DISCLOSURE OF NON-GAAP FINANCIAL INFORMATION

In order to assist readers of our consolidated financial statements in understanding the operating results that Management uses to evaluate the business and for financial planning purposes, the Company presents the following non-GAAP measures as a complement to financial results prepared in accordance with U.S. GAAP: Adjusted Gross Profit, Adjusted Gross Margin, EBITDA, Adjusted EBITDA, Adjusted EBITDA margin, Adjusted Net Income, Adjusted Tax Rate, Adjusted Net Income per diluted share, Adjusted Free Cash Flow, and certain other results presented on a constant-currency basis. Management believes that the presentation of these measures and the identification of notable, non-cash, non-operating costs, and/or (if applicable in a particular period) certain costs not anticipated to occur in future periods enhance an investor’s understanding of the underlying trends in the Company’s business and provide for better comparability between periods in different years. In addition, Management presents Net Debt as a measure of our financial condition. Management believes that these measures are relevant and provide useful information widely used by analysts, investors and other interested parties in the Company’s industry to provide a baseline for evaluating and comparing our operating performance, financial condition and, in the case of free cash flow, our liquidity results. Management uses these non-GAAP financial measures in managing and measuring the performance of the business, including setting and measuring incentive-based compensation.

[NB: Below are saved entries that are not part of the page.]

use std::path::Path;

use aws_sdk_s3::error::DisplayErrorContext;
use aws_sdk_s3::primitives::ByteStream;
use aws_sdk_s3::types::ObjectCannedAcl;
use aws_sdk_s3::Client;

use crate::publish::domain::publisher::{PublishError, Publisher};
use crate::shared::constants::OUTPUT_CONTENT_TYPE;

/// Uploads finished overlays to an S3 bucket as public-read GIFs.
#[derive(Clone, Debug)]
pub struct S3Publisher {
    client: Client,
    bucket: String,
    region: String,
}

impl S3Publisher {
    pub fn new(client: Client, bucket: impl Into<String>, region: impl Into<String>) -> Self {
        Self {
            client,
            bucket: bucket.into(),
            region: region.into(),
        }
    }

    pub fn object_url(&self, key: &str) -> String {
        object_url(&self.bucket, &self.region, key)
    }
}

impl Publisher for S3Publisher {
    async fn publish(&self, file: &Path, key: &str) -> Result<String, PublishError> {
        let body = ByteStream::from_path(file)
            .await
            .map_err(|e| PublishError::Read {
                path: file.to_path_buf(),
                source: Box::new(e),
            })?;

        self.client
            .put_object()
            .bucket(&self.bucket)
            .key(key)
            .body(body)
            .acl(ObjectCannedAcl::PublicRead)
            .content_type(OUTPUT_CONTENT_TYPE)
            .send()
            .await
            .map_err(|e| PublishError::Upload(DisplayErrorContext(e).to_string().into()))?;

        let url = self.object_url(key);
        log::info!("Uploaded {} to {url}", file.display());
        Ok(url)
    }
}

/// Virtual-hosted style URL of a public object.
fn object_url(bucket: &str, region: &str, key: &str) -> String {
    format!("https://{bucket}.s3.{region}.amazonaws.com/{key}")
}
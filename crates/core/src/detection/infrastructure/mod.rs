pub mod rekognition_face_detector;
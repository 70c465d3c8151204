use crate::shared::error::OverlayError;

/// Positive scale applied to every overlay on top of the fixed magnification.
#[derive(Clone, Copy, Debug, PartialEq)]
pub struct ResizeFactor(f64);

impl ResizeFactor {
    pub fn new(value: f64) -> Result<Self, OverlayError> {
        if value.is_finite() && value > 0.0 {
            Ok(Self(value))
        } else {
            Err(OverlayError::ClientInput(format!(
                "resize must be a positive number, got {value}"
            )))
        }
    }

    /// Parses an optional query-style value. Absent or blank means 1.
    pub fn parse(raw: Option<&str>) -> Result<Self, OverlayError> {
        match raw.map(str::trim) {
            None | Some("") => Ok(Self::default()),
            Some(text) => {
                let value: f64 = text.parse().map_err(|_| {
                    OverlayError::ClientInput(format!("resize must be a positive number, got {text:?}"))
                })?;
                Self::new(value)
            }
        }
    }

    pub fn value(self) -> f64 {
        self.0
    }
}

impl Default for ResizeFactor {
    fn default() -> Self {
        Self(1.0)
    }
}
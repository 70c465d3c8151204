use std::future::Future;
use std::path::{Path, PathBuf};

use thiserror::Error;

use crate::shared::error::BoxError;

#[derive(Error, Debug)]
pub enum PublishError {
    #[error("failed to read {path}: {source}")]
    Read {
        path: PathBuf,
        #[source]
        source: BoxError,
    },
    #[error("upload rejected: {0}")]
    Upload(#[source] BoxError),
}

/// Domain interface for making a finished image publicly reachable.
///
/// Returns the public location of the stored object.
pub trait Publisher: Send + Sync {
    fn publish(
        &self,
        file: &Path,
        key: &str,
    ) -> impl Future<Output = Result<String, PublishError>> + Send;
}
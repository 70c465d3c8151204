pub mod composite_command;
pub mod compositor;
pub mod placement;
/// Overlay size relative to the detected face, before the per-request resize.
pub const MAGNIFICATION: f64 = 1.75;

/// Largest accepted upload (5 MB).
pub const MAX_UPLOAD_BYTES: u64 = 5_000_000;

pub const DEFAULT_REGION: &str = "us-east-1";
pub const DEFAULT_COMPOSITOR_PROGRAM: &str = "convert";
pub const DEFAULT_OVERLAY_ASSET: &str = "assets/tom-wiggle.gif";

pub const OUTPUT_EXTENSION: &str = "gif";
pub const OUTPUT_CONTENT_TYPE: &str = "image/gif";
#[derive(Debug, Clone, PartialEq, Eq)]
pub enum Op {
    /// A bare node with no operator semantics.
    Generic,
    Conv,
    Relu,
    MaxPool,
    Concat,
    Load(MemAccess),
    Store(MemAccess),
    Malloc(MemAccess),
    Free(MemAccess),
    Tensor(TensorDesc),
}

/// Payload of the memory-access operators.
///
/// `tensor_id` refers to a tensor by convention only. Nothing checks that such a
/// tensor exists.
#[derive(Debug, Clone, Copy, PartialEq, Eq, Hash, Default)]
pub struct MemAccess {
    pub tensor_id: i64,
}

#[derive(Debug, Clone, PartialEq, Eq, Hash, Default)]
pub struct TensorDesc {
    pub name: String,
    pub size: i64,
}

impl MemAccess {
    pub fn new(tensor_id: i64) -> Self {
        Self { tensor_id }
    }
}

impl TensorDesc {
    pub fn new(name: impl Into<String>, size: i64) -> Self {
        Self {
            name: name.into(),
            size,
        }
    }

    pub fn with_name(mut self, name: impl Into<String>) -> Self {
        self.name = name.into();
        self
    }

    pub fn with_size(mut self, size: i64) -> Self {
        self.size = size;
        self
    }
}

impl Op {
    pub fn load(tensor_id: i64) -> Self {
        Op::Load(MemAccess::new(tensor_id))
    }

    pub fn store(tensor_id: i64) -> Self {
        Op::Store(MemAccess::new(tensor_id))
    }

    pub fn malloc(tensor_id: i64) -> Self {
        Op::Malloc(MemAccess::new(tensor_id))
    }

    pub fn free(tensor_id: i64) -> Self {
        Op::Free(MemAccess::new(tensor_id))
    }

    pub fn tensor(desc: TensorDesc) -> Self {
        Op::Tensor(desc)
    }

    pub fn name(&self) -> &'static str {
        match self {
            Op::Generic => "Node",
            Op::Conv => "Conv",
            Op::Relu => "Relu",
            Op::MaxPool => "Maxpool",
            Op::Concat => "Concat",
            Op::Load(_) => "Load",
            Op::Store(_) => "Store",
            Op::Malloc(_) => "Malloc",
            Op::Free(_) => "Free",
            Op::Tensor(_) => "Tensor",
        }
    }

    pub fn mem_access(&self) -> Option<&MemAccess> {
        match self {
            Op::Load(m) | Op::Store(m) | Op::Malloc(m) | Op::Free(m) => Some(m),
            Op::Generic | Op::Conv | Op::Relu | Op::MaxPool | Op::Concat | Op::Tensor(_) => None,
        }
    }

    pub fn is_mem_access(&self) -> bool {
        self.mem_access().is_some()
    }

    pub fn tensor_id(&self) -> Option<i64> {
        self.mem_access().map(|m| m.tensor_id)
    }

    pub fn tensor_desc(&self) -> Option<&TensorDesc> {
        match self {
            Op::Tensor(t) => Some(t),
            _ => None,
        }
    }
}

#[test]
fn op_names() {
    assert_eq!(Op::Generic.name(), "Node");
    assert_eq!(Op::Conv.name(), "Conv");
    assert_eq!(Op::Relu.name(), "Relu");
    assert_eq!(Op::MaxPool.name(), "Maxpool");
    assert_eq!(Op::Concat.name(), "Concat");
    assert_eq!(Op::load(0).name(), "Load");
    assert_eq!(Op::store(0).name(), "Store");
    assert_eq!(Op::malloc(0).name(), "Malloc");
    assert_eq!(Op::free(0).name(), "Free");
    assert_eq!(Op::tensor(TensorDesc::default()).name(), "Tensor");
}

#[test]
fn mem_access_payload() {
    assert_eq!(Op::load(7).tensor_id(), Some(7));
    assert_eq!(Op::free(-3).tensor_id(), Some(-3));
    assert!(Op::malloc(i64::MAX).is_mem_access());
    assert_eq!(Op::Conv.tensor_id(), None);
    assert!(!Op::tensor(TensorDesc::default()).is_mem_access());
}

#[test]
fn tensor_desc_defaults() {
    let t = TensorDesc::default();
    assert_eq!(t.name, "");
    assert_eq!(t.size, 0);

    let t = TensorDesc::default().with_name("weights").with_size(-16);
    assert_eq!(t, TensorDesc::new("weights", -16));
    assert_eq!(Op::tensor(t.clone()).tensor_desc(), Some(&t));
    assert_eq!(Op::Relu.tensor_desc(), None);
}
use std::{
    fmt,
    sync::atomic::{AtomicUsize, Ordering},
};

#[derive(Debug, Clone, Copy, PartialEq, Eq, PartialOrd, Ord, Hash)]
pub struct NodeId(pub usize);

impl NodeId {
    pub fn index(self) -> usize {
        self.0
    }
}

impl fmt::Display for NodeId {
    fn fmt(&self, f: &mut fmt::Formatter<'_>) -> fmt::Result {
        write!(f, "{}", self.0)
    }
}

impl From<usize> for NodeId {
    fn from(id: usize) -> Self {
        Self(id)
    }
}

/// Hands out node identities. Every call to [`IdGenerator::next_id`] returns a value
/// no earlier call on the same generator has returned; there is no way to rewind.
#[derive(Debug, Default)]
pub struct IdGenerator {
    next: AtomicUsize,
}

static GLOBAL_IDS: IdGenerator = IdGenerator::new();

impl IdGenerator {
    pub const fn new() -> Self {
        Self {
            next: AtomicUsize::new(0),
        }
    }

    /// The generator shared by every node built without an explicit one.
    pub fn global() -> &'static IdGenerator {
        &GLOBAL_IDS
    }

    pub fn next_id(&self) -> NodeId {
        NodeId(self.next.fetch_add(1, Ordering::Relaxed))
    }

    /// The identity the next call to `next_id` will return.
    pub fn peek(&self) -> NodeId {
        NodeId(self.next.load(Ordering::Relaxed))
    }
}

#[test]
fn ids_start_at_zero_and_advance() {
    let ids = IdGenerator::new();
    assert_eq!(ids.peek(), NodeId(0));
    assert_eq!(ids.next_id(), NodeId(0));
    assert_eq!(ids.next_id(), NodeId(1));
    assert_eq!(ids.next_id(), NodeId(2));
    assert_eq!(ids.peek(), NodeId(3));
}

#[test]
fn global_ids_are_monotonic() {
    let a = IdGenerator::global().next_id();
    let b = IdGenerator::global().next_id();
    assert!(b > a);
}

#[test]
fn ids_are_unique_across_threads() {
    use rustc_hash::FxHashSet;
    use std::{sync::Arc, thread};

    let ids = Arc::new(IdGenerator::new());
    let handles = (0..4)
        .map(|_| {
            let ids = Arc::clone(&ids);
            thread::spawn(move || (0..1000).map(|_| ids.next_id()).collect::<Vec<_>>())
        })
        .collect::<Vec<_>>();

    let mut seen = FxHashSet::default();
    for handle in handles {
        for id in handle.join().unwrap() {
            assert!(seen.insert(id), "{id} handed out twice");
        }
    }
    assert_eq!(seen.len(), 4000);
    assert_eq!(ids.peek(), NodeId(4000));
}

The non-GAAP financial measures presented herein should not be considered in isolation or as a substitute for operating income, net income, cash flows from operating, investing, or financing activities, or other income or cash flow measures prepared in accordance with GAAP. In addition, the non-GAAP measures that are used by the Company are not defined in the same manner by all companies and therefore may not be comparable to other similarly titled measures of other companies.

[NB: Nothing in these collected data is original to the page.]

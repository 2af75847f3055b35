use std::fmt;

use crate::{
    id::{IdGenerator, NodeId},
    op::Op,
};

/// A graph node: an identity allocated at construction plus the operator it stands for.
///
/// Identities come from an [`IdGenerator`], so two nodes built from the same generator
/// never share one, whether or not either ends up in a graph.
#[derive(Debug, Clone, PartialEq, Eq)]
pub struct Node {
    id: NodeId,
    pub op: Op,
}

impl Node {
    pub fn new(op: Op) -> Self {
        Self::new_in(op, IdGenerator::global())
    }

    pub fn new_in(op: Op, ids: &IdGenerator) -> Self {
        Self {
            id: ids.next_id(),
            op,
        }
    }

    pub fn id(&self) -> NodeId {
        self.id
    }

    pub fn label(&self) -> String {
        self.to_string()
    }
}

impl fmt::Display for Node {
    fn fmt(&self, f: &mut fmt::Formatter<'_>) -> fmt::Result {
        write!(f, "{}:{}", self.op.name(), self.id)
    }
}

#[test]
fn node_labels() {
    use crate::op::TensorDesc;

    let ids = IdGenerator::new();
    assert_eq!(Node::new_in(Op::Conv, &ids).label(), "Conv:0");
    assert_eq!(Node::new_in(Op::MaxPool, &ids).label(), "Maxpool:1");
    assert_eq!(Node::new_in(Op::store(42), &ids).label(), "Store:2");
    assert_eq!(
        Node::new_in(Op::tensor(TensorDesc::new("x", 4)), &ids).label(),
        "Tensor:3"
    );
    assert_eq!(Node::new_in(Op::Generic, &ids).label(), "Node:4");
}

#[test]
fn identities_are_shared_across_kinds() {
    let ids = IdGenerator::new();
    let nodes = [
        Node::new_in(Op::Relu, &ids),
        Node::new_in(Op::load(1), &ids),
        Node::new_in(Op::Concat, &ids),
        Node::new_in(Op::free(1), &ids),
    ];
    let got = nodes.iter().map(|n| n.id().index()).collect::<Vec<_>>();
    assert_eq!(got, vec![0, 1, 2, 3]);
}

#[test]
fn unattached_nodes_still_consume_ids() {
    let ids = IdGenerator::new();
    let _ = Node::new_in(Op::Conv, &ids);
    let _ = Node::new_in(Op::Conv, &ids);
    assert_eq!(Node::new_in(Op::Conv, &ids).id(), NodeId(2));
}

The Company is unable to reconcile the forward-looking non-GAAP measures, Adjusted EBITDA and Adjusted EBITDA margin, included in this release because not all of the information necessary for a quantitative reconciliation of these forward-looking non-GAAP measures to the most directly comparable GAAP financial measure, is available to the Company without unreasonable efforts. For the same reasons, the Company is unable to address the significance of the unavailable information; however, the GAAP measures could be materially different than the non-GAAP measures.

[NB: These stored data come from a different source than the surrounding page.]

use std::{fmt, ops::Index};

use rustc_hash::FxHashMap;
use thiserror::Error;

use crate::{id::NodeId, node::Node};

#[derive(Error, Debug, Clone, PartialEq, Eq)]
pub enum GraphError {
    #[error("Node {0} not found in graph")]
    NotFound(NodeId),
}

/// A directed graph of operator nodes stored as adjacency lists.
///
/// Nodes and their destination lists live in two parallel tables indexed through
/// `index`, so every node has exactly one (possibly empty) destination list. Both
/// node order and destination order follow insertion order. Duplicate edges and
/// self-loops are kept as given.
#[derive(Debug, Default, Clone)]
pub struct Graph {
    nodes: Vec<Node>,
    adjacency: Vec<Vec<NodeId>>,
    index: FxHashMap<NodeId, usize>,
}

impl Graph {
    pub fn new() -> Self {
        Self::default()
    }

    pub fn from_nodes(nodes: impl IntoIterator<Item = Node>) -> Self {
        let mut graph = Self::new();
        graph.add_nodes(nodes);
        graph
    }

    /// Registers `node` and returns its identity. A node whose identity is already
    /// present is dropped and the graph is left untouched.
    pub fn add_node(&mut self, node: Node) -> NodeId {
        let id = node.id();
        if self.index.contains_key(&id) {
            return id;
        }
        self.index.insert(id, self.nodes.len());
        self.nodes.push(node);
        self.adjacency.push(Vec::new());
        debug_assert_eq!(self.nodes.len(), self.adjacency.len());
        id
    }

    pub fn add_nodes(&mut self, nodes: impl IntoIterator<Item = Node>) -> Vec<NodeId> {
        nodes.into_iter().map(|node| self.add_node(node)).collect()
    }

    pub fn add_edge(&mut self, from: NodeId, to: NodeId) -> Result<(), GraphError> {
        let from_idx = self.position(from)?;
        self.position(to)?;
        log::trace!("add_edge: {from} -> {to}");
        self.adjacency[from_idx].push(to);
        Ok(())
    }

    /// Adds the edges in order. On the first pair naming an unknown node this stops and
    /// returns the error; edges added before it stay in the graph.
    pub fn add_edges(
        &mut self,
        edges: impl IntoIterator<Item = (NodeId, NodeId)>,
    ) -> Result<(), GraphError> {
        for (from, to) in edges {
            self.add_edge(from, to)?;
        }
        Ok(())
    }

    /// Chains `ids` so that each one points to its successor, and hands the ids back.
    pub fn link_sequence(
        &mut self,
        ids: impl IntoIterator<Item = NodeId>,
    ) -> Result<Vec<NodeId>, GraphError> {
        let ids = ids.into_iter().collect::<Vec<_>>();
        log::debug!("link_sequence: {} nodes", ids.len());
        self.add_edges(ids.windows(2).map(|w| (w[0], w[1])))?;
        Ok(ids)
    }

    /// Adds an edge from every node of `src` to every node of `dst`, iterating `src` in
    /// the outer loop. Fails like [`Graph::add_edges`].
    pub fn link_all_pairs(&mut self, src: &[NodeId], dst: &[NodeId]) -> Result<(), GraphError> {
        log::debug!("link_all_pairs: {} x {}", src.len(), dst.len());
        for &from in src {
            for &to in dst {
                self.add_edge(from, to)?;
            }
        }
        Ok(())
    }

    pub fn add_sequence(
        &mut self,
        nodes: impl IntoIterator<Item = Node>,
    ) -> Result<Vec<NodeId>, GraphError> {
        let ids = self.add_nodes(nodes);
        self.link_sequence(ids)
    }

    pub fn node(&self, id: NodeId) -> Result<&Node, GraphError> {
        Ok(&self.nodes[self.position(id)?])
    }

    pub fn successor_ids(&self, id: NodeId) -> Result<&[NodeId], GraphError> {
        Ok(&self.adjacency[self.position(id)?])
    }

    pub fn successors(&self, id: NodeId) -> Result<Vec<&Node>, GraphError> {
        Ok(self
            .successor_ids(id)?
            .iter()
            .map(|&to| &self[to])
            .collect())
    }

    pub fn contains(&self, id: NodeId) -> bool {
        self.index.contains_key(&id)
    }

    pub fn len(&self) -> usize {
        self.nodes.len()
    }

    pub fn is_empty(&self) -> bool {
        self.nodes.is_empty()
    }

    pub fn edge_count(&self) -> usize {
        self.adjacency.iter().map(Vec::len).sum()
    }

    pub fn nodes(&self) -> impl Iterator<Item = &Node> + '_ {
        self.nodes.iter()
    }

    pub fn node_ids(&self) -> impl Iterator<Item = NodeId> + '_ {
        self.nodes.iter().map(Node::id)
    }

    pub fn labels(&self) -> impl Iterator<Item = String> + '_ {
        self.nodes.iter().map(Node::label)
    }

    /// Every directed edge as `(source, destination)`, grouped by source in node
    /// insertion order and by destination insertion order within a source.
    pub fn edges(&self) -> impl Iterator<Item = (&Node, &Node)> + '_ {
        self.nodes
            .iter()
            .zip(self.adjacency.iter())
            .flat_map(move |(from, dsts)| dsts.iter().map(move |&to| (from, &self[to])))
    }

    pub fn edge_labels(&self) -> impl Iterator<Item = (String, String)> + '_ {
        self.edges().map(|(from, to)| (from.label(), to.label()))
    }

    fn position(&self, id: NodeId) -> Result<usize, GraphError> {
        self.index.get(&id).copied().ok_or(GraphError::NotFound(id))
    }
}

impl Index<NodeId> for Graph {
    type Output = Node;

    fn index(&self, id: NodeId) -> &Self::Output {
        &self.nodes[self.index[&id]]
    }
}

impl FromIterator<Node> for Graph {
    fn from_iter<I: IntoIterator<Item = Node>>(iter: I) -> Self {
        Self::from_nodes(iter)
    }
}

impl fmt::Display for Graph {
    fn fmt(&self, f: &mut fmt::Formatter<'_>) -> fmt::Result {
        fn join<'a>(
            f: &mut fmt::Formatter<'_>,
            nodes: impl Iterator<Item = &'a Node>,
        ) -> fmt::Result {
            for (i, node) in nodes.enumerate() {
                if i > 0 {
                    write!(f, ", ")?;
                }
                write!(f, "{node}")?;
            }
            Ok(())
        }

        join(f, self.nodes.iter())?;
        writeln!(f)?;
        writeln!(f)?;
        for (from, dsts) in self.nodes.iter().zip(self.adjacency.iter()) {
            write!(f, "{from} -> ")?;
            join(f, dsts.iter().map(|&to| &self[to]))?;
            writeln!(f)?;
        }
        Ok(())
    }
}

#[cfg(test)]
fn generic_nodes(ids: &crate::id::IdGenerator, n: usize) -> Vec<Node> {
    (0..n)
        .map(|_| Node::new_in(crate::op::Op::Generic, ids))
        .collect()
}

#[cfg(test)]
fn edge_ids(graph: &Graph) -> Vec<(usize, usize)> {
    graph
        .edges()
        .map(|(from, to)| (from.id().index(), to.id().index()))
        .collect()
}

#[test]
fn add_node_keeps_tables_in_step() {
    let ids = crate::id::IdGenerator::new();
    let mut g = Graph::new();
    assert!(g.is_empty());
    let got = g.add_nodes(generic_nodes(&ids, 4));
    assert_eq!(got, vec![NodeId(0), NodeId(1), NodeId(2), NodeId(3)]);
    assert_eq!(g.len(), 4);
    for id in g.node_ids() {
        assert!(g.contains(id));
        assert_eq!(g.node(id).unwrap().id(), id);
        assert!(g.successor_ids(id).unwrap().is_empty());
    }
}

#[test]
fn re_adding_a_node_is_a_no_op() {
    let ids = crate::id::IdGenerator::new();
    let mut g = Graph::new();
    let nodes = generic_nodes(&ids, 2);
    let a = g.add_node(nodes[0].clone());
    let b = g.add_node(nodes[1].clone());
    g.add_edge(a, b).unwrap();

    assert_eq!(g.add_node(nodes[0].clone()), a);
    assert_eq!(g.len(), 2);
    assert_eq!(g.successor_ids(a).unwrap(), &[b]);
}

#[test]
fn first_inserted_node_wins_on_collision() {
    use crate::op::Op;

    let ids = crate::id::IdGenerator::new();
    let conv = Node::new_in(Op::Conv, &ids);
    let mut relu = conv.clone();
    relu.op = Op::Relu;

    let mut g = Graph::new();
    let id = g.add_node(conv);
    assert_eq!(g.add_node(relu), id);
    assert_eq!(g[id].op, Op::Conv);
}

#[test]
fn add_edge_rejects_unknown_nodes() {
    let ids = crate::id::IdGenerator::new();
    let mut g = Graph::new();
    let v = g.add_nodes(generic_nodes(&ids, 2));
    let (a, b) = (v[0], v[1]);
    let stray = Node::new_in(crate::op::Op::Conv, &ids).id();

    assert_eq!(g.add_edge(a, stray), Err(GraphError::NotFound(stray)));
    assert_eq!(g.add_edge(stray, b), Err(GraphError::NotFound(stray)));
    assert_eq!(g.edge_count(), 0);
    assert!(g.successor_ids(a).unwrap().is_empty());
}

#[test]
fn duplicate_edges_and_self_loops_are_kept() {
    let ids = crate::id::IdGenerator::new();
    let mut g = Graph::new();
    let a = g.add_node(Node::new_in(crate::op::Op::Generic, &ids));
    g.add_edges([(a, a), (a, a)]).unwrap();
    assert_eq!(edge_ids(&g), vec![(0, 0), (0, 0)]);
}

#[test]
fn add_edges_is_not_atomic() {
    let ids = crate::id::IdGenerator::new();
    let mut g = Graph::new();
    let v = g.add_nodes(generic_nodes(&ids, 3));
    let missing = NodeId(100);
    let err = g
        .add_edges([(v[0], v[1]), (v[1], missing), (v[1], v[2])])
        .unwrap_err();
    assert_eq!(err, GraphError::NotFound(missing));
    assert_eq!(edge_ids(&g), vec![(0, 1)]);
}

#[test]
fn link_sequence_chains_neighbours() {
    let ids = crate::id::IdGenerator::new();
    let mut g = Graph::new();
    let v = g.add_nodes(generic_nodes(&ids, 3));
    assert_eq!(g.link_sequence(v.iter().copied()).unwrap(), v);
    assert_eq!(edge_ids(&g), vec![(0, 1), (1, 2)]);
}

#[test]
fn link_sequence_short_inputs_add_nothing() {
    let ids = crate::id::IdGenerator::new();
    let mut g = Graph::new();
    let v = g.add_nodes(generic_nodes(&ids, 1));
    assert_eq!(g.link_sequence(v.clone()).unwrap(), v);
    assert_eq!(g.link_sequence(Vec::<NodeId>::new()).unwrap(), vec![]);
    assert_eq!(g.edge_count(), 0);
}

#[test]
fn link_sequence_accepts_lazy_input() {
    let ids = crate::id::IdGenerator::new();
    let mut g = Graph::new();
    g.add_nodes(generic_nodes(&ids, 4));
    let chained = g.link_sequence((0..4).rev().map(NodeId)).unwrap();
    assert_eq!(chained, vec![NodeId(3), NodeId(2), NodeId(1), NodeId(0)]);
    assert_eq!(edge_ids(&g), vec![(1, 0), (2, 1), (3, 2)]);
}

#[test]
fn link_all_pairs_is_src_major() {
    let ids = crate::id::IdGenerator::new();
    let mut g = Graph::new();
    let v = g.add_nodes(generic_nodes(&ids, 4));
    g.link_all_pairs(&v[..2], &v[2..]).unwrap();
    insta::assert_debug_snapshot!(g.successor_ids(v[0]).unwrap(), @r###"
    [
        NodeId(
            2,
        ),
        NodeId(
            3,
        ),
    ]
    "###);
    assert_eq!(edge_ids(&g), vec![(0, 2), (0, 3), (1, 2), (1, 3)]);
}

#[test]
fn link_all_pairs_stops_at_first_unknown_id() {
    let ids = crate::id::IdGenerator::new();
    let mut g = Graph::new();
    let v = g.add_nodes(generic_nodes(&ids, 3));
    let missing = NodeId(42);
    let err = g.link_all_pairs(&[v[0], v[1]], &[v[2], missing]).unwrap_err();
    assert_eq!(err, GraphError::NotFound(missing));
    assert_eq!(edge_ids(&g), vec![(0, 2)]);
}

#[test]
fn lookup_unknown_id() {
    let g = Graph::new();
    assert_eq!(g.node(NodeId(5)), Err(GraphError::NotFound(NodeId(5))));
    assert_eq!(g.successors(NodeId(5)), Err(GraphError::NotFound(NodeId(5))));
    assert_eq!(
        GraphError::NotFound(NodeId(5)).to_string(),
        "Node 5 not found in graph"
    );
}

#[test]
fn display_lists_labels_then_adjacency() {
    use crate::op::Op;

    let ids = crate::id::IdGenerator::new();
    let mut g = Graph::new();
    let chain = g
        .add_sequence([
            Node::new_in(Op::Conv, &ids),
            Node::new_in(Op::Relu, &ids),
            Node::new_in(Op::load(3), &ids),
        ])
        .unwrap();
    g.add_edge(chain[0], chain[2]).unwrap();
    assert_eq!(
        g.to_string(),
        "Conv:0, Relu:1, Load:2\n\nConv:0 -> Relu:1, Load:2\nRelu:1 -> Load:2\nLoad:2 -> \n"
    );
    let labels = g
        .successors(chain[0])
        .unwrap()
        .into_iter()
        .map(Node::label)
        .collect::<Vec<_>>();
    assert_eq!(labels, vec!["Relu:1", "Load:2"]);
}

#[test]
fn display_empty_graph() {
    assert_eq!(Graph::new().to_string(), "\n\n");
}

EBITDA, Adjusted EBITDA and Adjusted EBITDA Margin

EBITDA adds interest, income tax expense (benefit), depreciation and accretion, amortization of deferred financing costs and note discounts, amortization of intangible assets, and certain costs not anticipated to occur in future periods to net income. Adjusted EBITDA and Adjusted EBITDA Margin exclude the items excluded from EBITDA as well as share-based compensation expense, certain other income and expense amounts, acquisition related expenses, gains or losses on disposal and impairment of assets, certain non-operating expenses, (if applicable in a particular period), our obligation for the payment of income taxes, interest expense and other obligations such as capital expenditures, and includes an adjustment for non-controlling interests. Depreciation and accretion expense and amortization of intangible assets are excluded from Adjusted EBITDA and Adjusted EBITDA margins as these amounts can vary substantially from company to company within our industry depending upon accounting methods and book values of assets, capital structures, and the methods by which the assets were acquired. Adjusted EBITDA margin is calculated as Adjusted EBITDA divided by total revenues.

Net Debt

Net Debt represents the principal amount of current and long-term debt outstanding less cash and cash equivalents. The carrying value of current and long-term debt is reconciled to the principal amount by adding the unamortized debt issuance costs and discounts.

Cardtronics is a registered trademark of Cardtronics plc and its subsidiaries.
All other trademarks are the property of their respective owners.